> It's funny you mentioned WLA-DX .. I even switched once to ca65 and then *went back* to WLA DX. I think I am masochistic these days, which could probably be why I'm good at any of this stuff.
You'd kind of have to be, yeah :P
In bass:
Code: Select all
macro seek(offset) {
origin {offset}&$3fffff //hirom
//origin ({offset}&$7f0000) >> 1 | ({offset}&$7fff) //lorom
base {offset}
}
seek($c00000)
98% of mappings described in literally two lines of code in a macro. Yet you have the flexibility to implement vastly more complex mappers if you wanted (64MiB ROMs, MMC-based ROMs, etc.)
I will never understand (nor want to) the complexity of mapping in WLA-DX.
> Who is "we"?
The people on my forum that are heavily into SNES dev.
> Now I could get into further details of why I feel your better file format(s) or tool(s) did not gain popularity
You don't have to, I already know the reason.
> for Streaming -- Why is it safe to assume no timing info needs to be logged? Isn't that making an assumption that all data being written is at the earliest possible moment? The assumption might suit a lot of test cases, or all of them, but this is definitely an assumption! Unless you school me.
When you are emulating the SFM file, you're producing the timing and adressing information again. The bytes written to $f4-f7 that are logged act like an assembly line. It doesn't matter how fast or slow that line moves, so long as the bytes come out the other end in the same order, and they will as long as both the recorder and player have correct timing.
Emulator movie files work on the same principle: they are only a linear stream of 1 = pressed / 0 = clear bits recorded for each time the emulator polls input. So you can record a movie file that can be used to perfectly play back a video game with only 12-bits per frame, or 90-bytes a second, provided you have the original ROM for playback. SFM is the same, SFM is effectively the "original ROM for music playback."
> I don't see how the traditional SPC logging of this information doesn't already have this covered
SPC didn't know about the required state in the beginning. The existing rips are missing the information. Adding a new emulator-specific section to log new fields is not a solution. That's basically making another new format and calling it SPC still. You'll spend the rest of time trying to replace older SPC rips with better, newer ones; and trying to get people to use newer SPC players that support the new state.
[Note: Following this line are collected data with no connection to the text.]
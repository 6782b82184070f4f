use rustyline::error::ReadlineError;
use rustyline::DefaultEditor;
use std::io::{self, BufRead, Write};
use std::path::PathBuf;
use tracing::{debug, warn};

use crate::error::Result;
use crate::exec::run_pipeline_list;
use crate::jobs::JobList;
use crate::parser::parse_command_line;
use crate::signals;
use crate::terminal::Terminal;

/// Global prompt string.
pub static PROMPT: &str = "jobsh> ";

const HISTORY_FILE: &str = ".jobsh_history";

/// Status of a line that failed to parse.
const SYNTAX_ERROR_STATUS: i32 = 2;

/// Status after the user interrupted the line being typed.
const INTERRUPTED_STATUS: i32 = 130;

/// Command-line options of the shell.
#[derive(Debug, Clone)]
pub struct Options {
    /// Print a prompt before reading each line.
    pub emit_prompt: bool,
    pub verbose: bool,
    /// Run this one line instead of reading input (`-c`).
    pub command: Option<String>,
}

impl Default for Options {
    fn default() -> Self {
        Options {
            emit_prompt: true,
            verbose: false,
            command: None,
        }
    }
}

/// Everything the executor and built-ins share: the job table, the
/// terminal, and the status of the last pipeline.
pub struct Shell {
    pub jobs: JobList,
    pub terminal: Terminal,
    pub last_status: i32,
    pub options: Options,
    /// Set in a forked stage; built-ins then must not touch the job table.
    pub in_child: bool,
}

impl Shell {
    pub fn new(options: Options) -> Result<Shell> {
        let terminal = Terminal::init()?;
        signals::install_signal_handlers()?;
        debug!(interactive = terminal.is_interactive(), "shell initialized");
        Ok(Shell {
            jobs: JobList::new(),
            terminal,
            last_status: 0,
            options,
            in_child: false,
        })
    }

    /// Runs until end of input (or the single `-c` line) and returns the
    /// shell's exit status.
    pub fn run(&mut self) -> i32 {
        if let Some(line) = self.options.command.clone() {
            self.run_or_die(&line);
        } else if self.terminal.is_interactive() && self.options.emit_prompt {
            self.run_editor();
        } else {
            self.run_plain();
        }
        self.shutdown_harvest();
        self.last_status
    }

    /// Reads lines with the line editor, keeping history in the home
    /// directory.
    fn run_editor(&mut self) {
        let mut editor = match DefaultEditor::new() {
            Ok(editor) => editor,
            Err(e) => {
                warn!("line editor unavailable: {}", e);
                return self.run_plain();
            }
        };
        let history = history_path();
        if let Some(path) = &history {
            let _ = editor.load_history(path);
        }

        loop {
            self.poll_signals();
            match editor.readline(PROMPT) {
                Ok(line) => {
                    if !line.trim().is_empty() {
                        let _ = editor.add_history_entry(line.as_str());
                    }
                    self.run_or_die(&line);
                }
                Err(ReadlineError::Interrupted) => self.last_status = INTERRUPTED_STATUS,
                Err(ReadlineError::Eof) => break,
                Err(e) => {
                    eprintln!("jobsh: error reading input: {}", e);
                    break;
                }
            }
        }

        if let Some(path) = &history {
            if let Err(e) = editor.save_history(path) {
                debug!("saving history: {}", e);
            }
        }
    }

    /// Reads lines straight from stdin, as when input is a script or pipe.
    fn run_plain(&mut self) {
        let stdin = io::stdin();
        loop {
            self.poll_signals();
            if self.options.emit_prompt {
                print!("{}", PROMPT);
                let _ = io::stdout().flush();
            }

            let mut cmdline = String::new();
            match stdin.lock().read_line(&mut cmdline) {
                Ok(0) => break,
                Ok(_) => self.run_or_die(&cmdline),
                Err(e) if e.kind() == io::ErrorKind::Interrupted => continue,
                Err(e) => {
                    eprintln!("jobsh: error reading input: {}", e);
                    break;
                }
            }
        }
    }

    fn run_or_die(&mut self, line: &str) {
        if let Err(e) = self.run_line(line) {
            eprintln!("jobsh: {}", e);
            self.shutdown_harvest();
            let _ = io::stdout().flush();
            std::process::exit(1);
        }
    }

    /// Parses and runs one input line. Only fatal errors are returned.
    pub fn run_line(&mut self, line: &str) -> Result<()> {
        if line.trim().is_empty() {
            return Ok(());
        }
        debug!(line = line.trim_end(), "received command");
        let pipelines = match parse_command_line(line, self.last_status) {
            Ok(pipelines) => pipelines,
            Err(e) => {
                eprintln!("jobsh: {}", e);
                self.last_status = SYNTAX_ERROR_STATUS;
                return Ok(());
            }
        };
        let status = run_pipeline_list(self, &pipelines)?;
        self.last_status = status;
        let _ = io::stdout().flush();
        Ok(())
    }

    /// Reaps finished and stopped children and prints what changed.
    pub fn reap_and_notify(&mut self) {
        if let Err(e) = self.jobs.update_and_notify() {
            warn!("updating jobs: {}", e);
        }
        let _ = io::stdout().flush();
    }

    /// Kills and reaps every job the shell still owns, then hands the
    /// terminal back.
    pub fn shutdown_harvest(&mut self) {
        self.jobs.harvest_all();
        self.terminal.release();
    }

    /// Handles whatever the signal handlers flagged since the last prompt.
    fn poll_signals(&mut self) {
        if signals::take_child_pending() {
            self.reap_and_notify();
        }
        if signals::take_interrupt() {
            debug!("interrupted at prompt");
            if self.options.emit_prompt {
                println!();
            }
        }
        if signals::take_resize() {
            debug!("terminal resized");
        }
    }
}

fn history_path() -> Option<PathBuf> {
    dirs_next::home_dir().map(|home| home.join(HISTORY_FILE))
}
> the minimum that SPC already provides seems sufficient and relieves us of additional complexity to the format.
> Can you agree with me to leave out emulator-specific state and just leave in traditional SPC state, namely DSP vals, CPU reg vals, and RAM snapshot.
It's not sufficient. It's not a full state capture. It may not cause any bugs in playback, but it might. It might not result in two different players producing different output (because they assume different values for the undefined state), but it might.
> Of course, even if I/we make a new format, SNES Tracker will support SPC as well!
Right, everyone will support SPC because that's the format that everything's already in.
And that's why everyone will keep using SPC.
And that's why iNES 1.0 will still be the predominant file format in 2116 for NES ROMs.
See? I told you I understood this :)
> I didn't know SNSF required a whole-system emulation.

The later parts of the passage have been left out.